Traditionally, the spawning season at center starts in March and ends in mid-June. The techniques the center employs are induced spawning and natural spawning; 17 different species on the endangered and threatened list are spawned at the center.

Broodfish from these species are purposely reared at the center for spawning. Each year, the center spawns over 350 pairs of the broodfish using the induced spawning method. These pairs produce over 3.5 million eggs, not including those that spawn naturally in the earthen ponds. Fish from each spawn are taken and held at the station for future broodstock, ensuring genetic diversity. Different pairs of each species are spawned each year, discouraging spawning of the same fish year after year.

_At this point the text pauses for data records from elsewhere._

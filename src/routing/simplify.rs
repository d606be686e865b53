use crate::geometry::Position;

const SAME_EPS: f32 = 1e-4;

fn same(a: f32, b: f32) -> bool {
    (a - b).abs() <= SAME_EPS
}

fn same_point(a: Position, b: Position) -> bool {
    same(a.x, b.x) && same(a.y, b.y)
}

/// Drop repeated points and interior points that lie between their
/// neighbours on a straight horizontal or vertical run. A point where the
/// run doubles back is a corner and stays. Endpoints are always kept.
pub fn simplify_orthogonal_path(points: &[Position]) -> Vec<Position> {
    if points.len() <= 2 {
        return points.to_vec();
    }
    let last = points[points.len() - 1];
    let mut out: Vec<Position> = Vec::with_capacity(points.len());
    out.push(points[0]);
    for idx in 1..points.len() - 1 {
        let prev = out[out.len() - 1];
        let curr = points[idx];
        if same_point(curr, prev) {
            continue;
        }
        let next = points[idx + 1..]
            .iter()
            .copied()
            .find(|&p| !same_point(p, curr))
            .unwrap_or(last);
        let horizontal_run = same(prev.y, curr.y)
            && same(curr.y, next.y)
            && (curr.x - prev.x) * (next.x - curr.x) >= 0.0;
        let vertical_run = same(prev.x, curr.x)
            && same(curr.x, next.x)
            && (curr.y - prev.y) * (next.y - curr.y) >= 0.0;
        if horizontal_run || vertical_run {
            continue;
        }
        out.push(curr);
    }
    let tail = out[out.len() - 1];
    if !(same(last.x, tail.x) && same(last.y, tail.y)) || out.len() == 1 {
        out.push(last);
    }
    out
}

pub fn path_length(points: &[Position]) -> f32 {
    points
        .windows(2)
        .map(|segment| segment[0].distance_to(segment[1]))
        .sum()
}

/// Direction changes along the path. Doubling back counts as a bend.
pub fn path_bend_count(points: &[Position]) -> usize {
    if points.len() < 3 {
        return 0;
    }
    let mut bends = 0usize;
    for idx in 1..points.len() - 1 {
        let p0 = points[idx - 1];
        let p1 = points[idx];
        let p2 = points[idx + 1];
        let dx1 = p1.x - p0.x;
        let dy1 = p1.y - p0.y;
        let dx2 = p2.x - p1.x;
        let dy2 = p2.y - p1.y;
        if (dx1.abs() <= SAME_EPS && dy1.abs() <= SAME_EPS)
            || (dx2.abs() <= SAME_EPS && dy2.abs() <= SAME_EPS)
        {
            continue;
        }
        let cross = dx1 * dy2 - dy1 * dx2;
        let dot = dx1 * dx2 + dy1 * dy2;
        if cross.abs() > SAME_EPS || dot < 0.0 {
            bends += 1;
        }
    }
    bends
}

/// Every segment is horizontal or vertical.
pub fn is_orthogonal(points: &[Position]) -> bool {
    points
        .windows(2)
        .all(|segment| same(segment[0].x, segment[1].x) || same(segment[0].y, segment[1].y))
}

#[cfg(test)]
mod tests {
    use super::*;

    fn pts(raw: &[(f32, f32)]) -> Vec<Position> {
        raw.iter().copied().map(Position::from).collect()
    }

    #[test]
    fn collapsed_midpoint_route_becomes_straight() {
        let path = pts(&[(0.0, 50.0), (100.0, 50.0), (100.0, 50.0), (200.0, 50.0)]);
        assert_eq!(simplify_orthogonal_path(&path), pts(&[(0.0, 50.0), (200.0, 50.0)]));
    }

    #[test]
    fn corners_survive() {
        let path = pts(&[(0.0, 0.0), (10.0, 0.0), (20.0, 0.0), (20.0, 10.0), (30.0, 10.0)]);
        assert_eq!(
            simplify_orthogonal_path(&path),
            pts(&[(0.0, 0.0), (20.0, 0.0), (20.0, 10.0), (30.0, 10.0)])
        );
    }

    #[test]
    fn short_paths_are_returned_as_is() {
        let path = pts(&[(0.0, 0.0), (5.0, 5.0)]);
        assert_eq!(simplify_orthogonal_path(&path), path);
    }

    #[test]
    fn degenerate_loop_keeps_both_endpoints() {
        let path = pts(&[(0.0, 0.0), (0.0, 0.0), (0.0, 0.0)]);
        assert_eq!(simplify_orthogonal_path(&path), pts(&[(0.0, 0.0), (0.0, 0.0)]));
    }

    #[test]
    fn doubling_back_keeps_the_turn_point() {
        let path = pts(&[(100.0, 50.0), (150.0, 50.0), (150.0, 50.0), (60.0, 50.0)]);
        assert_eq!(
            simplify_orthogonal_path(&path),
            pts(&[(100.0, 50.0), (150.0, 50.0), (60.0, 50.0)])
        );
        let vertical = pts(&[(0.0, 0.0), (0.0, 40.0), (0.0, 10.0)]);
        assert_eq!(simplify_orthogonal_path(&vertical), vertical);
    }

    #[test]
    fn u_turn_counts_as_a_bend() {
        let path = pts(&[(100.0, 50.0), (150.0, 50.0), (60.0, 50.0)]);
        assert_eq!(path_bend_count(&path), 1);
    }

    #[test]
    fn bend_count_tracks_turns() {
        let straight = pts(&[(0.0, 0.0), (10.0, 0.0), (20.0, 0.0)]);
        let orth = pts(&[(0.0, 0.0), (10.0, 0.0), (10.0, 10.0), (20.0, 10.0)]);
        assert_eq!(path_bend_count(&straight), 0);
        assert_eq!(path_bend_count(&orth), 2);
        assert_eq!(path_length(&orth), 30.0);
        assert!(is_orthogonal(&orth));
        assert!(!is_orthogonal(&pts(&[(0.0, 0.0), (3.0, 4.0)])));
    }
}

The success the center has experienced in spawning is evident in its distribution of the species into their natural habitat. Without this type of intervention, the chances of these species becoming extinct is almost certain.

== Tagging/marking of fish ==
Currently, the center uses four different methods as identification tools. Biologists both in the field and on-site are able to identify fish that are reared at a facility versus those that are wild:

- Calcien marking: Immersion fluorescent markers adhere to the bony parts of the fish. The fins and cranium seem to be the most susceptible parts of the fish. When placed under blue light, the marked areas exhibit fluorescence.

- Visible implant elastomer: Colored fluorescent elastomer material is injected into tissue with a hypodermic syringe. The material then cures into a pliable, solid, well-defined mark, which fluoresces under blue light.

- Passive integrated transponder: Small microchips (about the size of a grain of rice) are injected with a hypodermic syringe and read with a hand-held scanner.

- Wire tagging: The Mark IV tagging device uses a small magnetic wire tag that is injected just below the surface skin in various locations on the fish. Tags are read using a hand-held wand detector.